Un grand débat anime depuis déjà longtemps les cercles s'intéressant à la géopolitique. La Chine est en train de devenir la seconde puissance économique du monde, sinon à terme la première. Ceci est-il le résultat de pratiques interventionnistes non amicales que s'interdiraient, au nom du libre échange, les autres puissances, et contre lesquelles il faudrait réagir?

Question plus lourde de conséquence, la montée économique de la Chine représente-t-elle un danger politique pour les autres puissances? Ces questions sont à l'ordre du jour aux Etats-Unis, mais de plus en plus aussi dans l'esprit de ceux qui de par le monde voudraient s'engager avec l'Amérique dans la défense des valeurs dites occidentales que pourrait menacer la Chine. L'incident récent provoqué par le retrait de Google Inc. du cyberespace chinois vient d'aviver le débat.

Le retrait de Google

Un mot sur cette question. Depuis quelques mois, les sociétés Internet américaines, Google, Yahoo, Ebay peinaient à s'imposer commercialement sur le marché chinois, face aux concurrents nationaux Baidu, Tencent et Alibaba. Par ailleurs Facebook, Twitter et YouTube étaient interdits par le gouvernement.
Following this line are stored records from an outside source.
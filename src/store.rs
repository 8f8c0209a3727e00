//! Storage contract and built-in implementation for OAuth 1.0a temporary credentials.
//!
//! A temporary credential links the request token issued by the provider to its secret (and
//! the host's echoed `state`) for the short window between issuing the authorization URL and
//! receiving the callback. Entries are single use: [`TemporaryCredentialStore::take`] removes
//! and returns an entry in one step so two callbacks can never consume the same token.

pub mod memory;

pub use memory::MemoryCredentialStore;

// self
use crate::{_prelude::*, auth::TokenSecret};

/// Boxed future returned by [`TemporaryCredentialStore`] operations.
pub type StoreFuture<'a, T> = Pin<Box<dyn Future<Output = Result<T, StoreError>> + 'a + Send>>;

/// Keyed storage shared by every in-flight OAuth 1.0a handshake of a provider.
///
/// Implementations must be safe under concurrent access: one handshake's insert must never be
/// observed as another handshake's lookup result.
pub trait TemporaryCredentialStore
where
	Self: Send + Sync,
{
	/// Stores `credential` under the provider-issued request `token`, replacing any previous
	/// entry for the same token.
	fn insert(&self, token: String, credential: TemporaryCredential) -> StoreFuture<'_, ()>;

	/// Records the host's `state` on an existing entry; returns false when the entry is absent.
	fn record_state<'a>(&'a self, token: &'a str, state: Option<String>) -> StoreFuture<'a, bool>;

	/// Atomically removes and returns the live entry for `token`.
	fn take<'a>(&'a self, token: &'a str) -> StoreFuture<'a, Option<TemporaryCredential>>;

	/// Drops every entry issued before `now - ttl`; returns how many were removed.
	fn purge_expired(&self, now: OffsetDateTime) -> StoreFuture<'_, usize>;
}

/// Secret half of a request token plus the host's echoed state.
#[derive(Clone, Debug, PartialEq, Eq, Serialize, Deserialize)]
pub struct TemporaryCredential {
	/// Request token secret used to sign the access-token exchange.
	pub secret: TokenSecret,
	/// State added by the host's pre-authorization hook, echoed back on success.
	pub state: Option<String>,
	/// Issue instant used for expiry.
	#[serde(with = "time::serde::rfc3339")]
	pub issued_at: OffsetDateTime,
}
impl TemporaryCredential {
	/// Creates an entry issued now.
	pub fn new(secret: impl Into<String>) -> Self {
		Self::issued_at(secret, OffsetDateTime::now_utc())
	}

	/// Creates an entry issued at `issued_at`.
	pub fn issued_at(secret: impl Into<String>, issued_at: OffsetDateTime) -> Self {
		Self { secret: TokenSecret::new(secret), state: None, issued_at }
	}

	/// Returns true when the entry is older than `ttl` at `now`.
	pub fn is_expired(&self, ttl: Duration, now: OffsetDateTime) -> bool {
		now - self.issued_at >= ttl
	}
}

/// Error type produced by [`TemporaryCredentialStore`] implementations.
#[derive(Clone, Debug, PartialEq, Eq, Serialize, Deserialize, ThisError)]
pub enum StoreError {
	/// Serialization failures surfaced by the backend.
	#[error("Serialization error: {message}.")]
	Serialization {
		/// Human-readable error payload.
		message: String,
	},
	/// Backend-level failure for the storage engine.
	#[error("Backend failure: {message}.")]
	Backend {
		/// Human-readable error payload.
		message: String,
	},
}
En Chine, la priorité donnée par les consommateurs, jeunes en majorité, n'est pas la recherche d'information mais la distraction (entertainment). Les compagnies chinoises y excellent. Elles ont repris massivement, en les clonant, les méthodes et outils des firmes américaines. D'où leur succès rapide et considérable. A l'opposé, les sociétés américaines n'ont pas assez d'expertise locale pour s'imposer. Mais elles sont également handicapées par le fait qu'elles n'ont pas su négocier leur statut avec le gouvernement. D'abord jugées (à l'Ouest) trop dociles dans la prise en compte des censures imposées par ce dernier, elles ont eu récemment tendance à héberger des messages et informations jugés politiquement incorrects par ce gouvernement, en appelant aux droits de l'homme et à l'indépendance du Tibet par exemple. Même si elles acceptent la censure gouvernementale, le fait qu'elles soient pluri-linguistiques, au contraire de leurs rivales chinoises, les rend potentiellement dangereuses aux yeux des censeurs.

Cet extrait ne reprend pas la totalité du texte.